What bothered Kosman about the concerto was that it presented itself as a little tour through musical history without sounding much like the periods it was intended to show. Well, I'd figured out that it wasn't supposed to, and already had that in the review, saying among else that "Bates is writing not pastiche but impressions." What I added to that was the comment that "listeners who find the concept distracting should ignore it; it will only confuse them." That listener I'm referring to is Kosman, the point being that he's hung up on the concerto not being what it's not trying to be.
Not only had I noted that the orchestra didn't sound much like the historical periods, but the piano was even less so. When I wrote that in one movement the piano was "at least as reminiscent of cool jazz-pop pianism as of anything older," I was thinking of Vince Guaraldi, but I didn't mention his name both to save space and because he's one of the few composers in that style I know. Another section, I said, was "of a soft-jazz cast," of which all I need say is that before the term "new age music" was invented, "soft jazz" is what it was usually called.
What made me sure that Kosman was being intellectually dishonest was his claim that "the opening movement is less reminiscent of the actual Renaissance than of second-tier imitations by such 1970s prog-rock bands as, well, Renaissance." In the first place, there's not enough Renaissance-era evocations in Bates's piece to justify this kind of differentiation. In the second, I know the work of the prog-rock band Renaissance, I know it very well, and despite their name they did not go around imitating Renaissance-era music. That's a cheap shot, and an ignorant one.

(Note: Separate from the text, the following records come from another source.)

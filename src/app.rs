use crate::cli::Args;
use crate::commands::{ChatState, dispatcher::CommandDispatcher};
use crate::config::{Config, ProviderKind};
use crate::core::catalog::{Category, ModelCatalog};
use crate::core::connectors::ConnectorRegistry;
use crate::core::dispatch::{DispatchController, DispatchSettings};
use crate::core::error::ChatError;
use crate::core::session::Turn;
use crate::core::ui_state::UiState;
use crate::core::usage::UsageCounters;
use crate::display;
use crate::input::{self, ChatCompleter, InputEvent};
use crate::providers::factory::ProviderFactory;
use is_terminal::IsTerminal;
use std::io::{self, Read};
use std::sync::Arc;

pub struct Application {
    pub args: Args,
    pub config: Config,
    pub command_dispatcher: CommandDispatcher,
}

impl Application {
    pub fn new(
        args: Args,
        config: Config,
        command_dispatcher: CommandDispatcher,
    ) -> Result<Self, ChatError> {
        let config = merge_config_with_args(config, &args)?;
        Ok(Self {
            args,
            config,
            command_dispatcher,
        })
    }

    /// Builds the controller and the initial UI snapshot from configuration
    pub fn build_state(&self) -> Result<ChatState, ChatError> {
        let catalog = Arc::new(ModelCatalog::builtin());

        let mut connectors = ConnectorRegistry::builtin();
        for (id, &active) in &self.config.connectors {
            if let Err(e) = connectors.set_active(id, active) {
                tracing::warn!(error = %e, "ignoring connector override");
            }
        }

        let usage = UsageCounters::with_seed(&self.config.usage_seed);
        let provider =
            ProviderFactory::new().create(&self.config.provider, &self.config, catalog.clone())?;
        let controller = DispatchController::new(
            catalog,
            connectors,
            usage,
            provider,
            DispatchSettings::from(&self.config),
        );

        let selected = self
            .args
            .model
            .clone()
            .unwrap_or_else(|| self.config.default_model.clone());
        if !controller.catalog().contains(&selected) {
            tracing::warn!(model = %selected, "selected model is not in the catalog");
        }

        Ok(ChatState::new(
            controller,
            UiState::new(&selected, self.config.dark_mode),
        ))
    }

    pub async fn run(&self) -> Result<(), ChatError> {
        let mut state = self.build_state()?;

        let piped = if !io::stdin().is_terminal() {
            let mut buffer = String::new();
            io::stdin()
                .read_to_string(&mut buffer)
                .map_err(|e| ChatError::Input(format!("Failed to read from stdin: {}", e)))?;
            Some(buffer)
        } else {
            None
        };

        if piped.is_none() && self.args.query.is_none() {
            return self.handle_interactive_mode(&mut state).await;
        }

        let mut lines: Vec<String> = piped
            .map(|buffer| buffer.lines().map(str::to_string).collect())
            .unwrap_or_default();
        if let Some(query) = &self.args.query {
            lines.push(query.clone());
        }
        self.handle_batch_mode(&mut state, lines).await
    }

    fn show_turn(state: &ChatState, turn: &Turn) {
        display::display_turn(
            turn,
            state.controller.display_name(&turn.model_id),
            state.ui.dark_mode,
        );
    }

    /// Runs a slash command or dispatches a message. Returns `false` once the
    /// session should end.
    fn handle_line(&self, state: &mut ChatState, line: &str) -> bool {
        if let Some(result) = self.command_dispatcher.execute_line(line, state) {
            match result {
                Ok(Some(output)) => println!("{}", output),
                Ok(None) => {}
                Err(e) => display::display_warning(&e.to_string()),
            }
            return state.should_continue;
        }

        match state.controller.send_message(line, &state.ui.selected_model) {
            Ok(id) => {
                let model = state.controller.display_name(&state.ui.selected_model);
                display::display_notice(&format!("#{} sent to {}", id, model));
            }
            Err(ChatError::Validation(_)) => {}
            Err(e) if e.is_recoverable() => display::display_notice(&e.to_string()),
            Err(e) => display::display_warning(&e.to_string()),
        }
        true
    }

    async fn handle_interactive_mode(&self, state: &mut ChatState) -> Result<(), ChatError> {
        let completer = ChatCompleter::new(
            self.command_dispatcher.clone(),
            Category::ALL
                .iter()
                .flat_map(|&c| state.controller.catalog().list_by_category(c))
                .map(|m| m.id.clone())
                .collect(),
            state
                .controller
                .connectors()
                .list()
                .iter()
                .map(|c| c.id.clone())
                .collect(),
        );
        let mut input = input::spawn_input_thread(completer);

        println!(
            "Chatting with {} via the {} provider. Type '/help' for commands, Ctrl+D or /quit to exit.",
            state.controller.display_name(&state.ui.selected_model),
            state.controller.provider_name()
        );

        loop {
            tokio::select! {
                event = input.recv() => {
                    let line = match event {
                        Some(InputEvent::Line(line)) => line,
                        Some(InputEvent::Eof) | None => break,
                    };
                    if !self.handle_line(state, &line) {
                        break;
                    }
                }
                Some(turn) = state.controller.next_completion() => {
                    Self::show_turn(state, &turn);
                }
            }
        }

        let outstanding = state.controller.in_flight();
        if !outstanding.is_empty() {
            tracing::info!(count = outstanding.len(), "leaving with requests in flight");
        }
        println!("Exiting...");
        Ok(())
    }

    async fn handle_batch_mode(
        &self,
        state: &mut ChatState,
        lines: Vec<String>,
    ) -> Result<(), ChatError> {
        if lines.iter().all(|l| l.trim().is_empty()) {
            return Err(ChatError::Input("No query provided".to_string()));
        }

        for line in &lines {
            if let Some(result) = self.command_dispatcher.execute_line(line, state) {
                if let Some(output) = result? {
                    if !self.args.json {
                        println!("{}", output);
                    }
                }
                if !state.should_continue {
                    break;
                }
                continue;
            }
            match state.controller.send_message(line, &state.ui.selected_model) {
                Ok(_) | Err(ChatError::Validation(_)) => {}
                Err(e) => return Err(e),
            }
        }

        while let Some(turn) = state.controller.next_completion().await {
            if !self.args.json {
                Self::show_turn(state, &turn);
            }
        }

        if self.args.json {
            println!(
                "{}",
                serde_json::to_string_pretty(state.controller.session().snapshot())?
            );
        }
        Ok(())
    }
}

/// Command-line flags win over values from the config file
fn merge_config_with_args(mut config: Config, args: &Args) -> Result<Config, ChatError> {
    if let Some(name) = &args.provider {
        config.provider = ProviderKind::from_str(name)
            .ok_or_else(|| ChatError::Config(format!("Unsupported provider: {}", name)))?;
    }
    if let Some(timeout) = args.timeout {
        config.response_timeout_secs = timeout;
    }
    Ok(config)
}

On the other hand, Kosman was enraptured by Wennäkoski's use of a theme from an opera by the earlier Finnish composer Ida Moberg. This didn't work for me. I'd already written that the full presentation of Moberg's theme was undigested and didn't fit with the remainder of Wennäkoski's work. In reply to Kosman's remark about Wennäkoski quoting the theme in her own melodic fragments, I added, "if the listener doesn’t know it thoroughly, then the references mean no more than the implications in the Bates." So there. Everyone's entitled to their own opinion, and their own judgment, but somebody has hold of these works entirely by the wrong end of the stick, and I don't think it's me.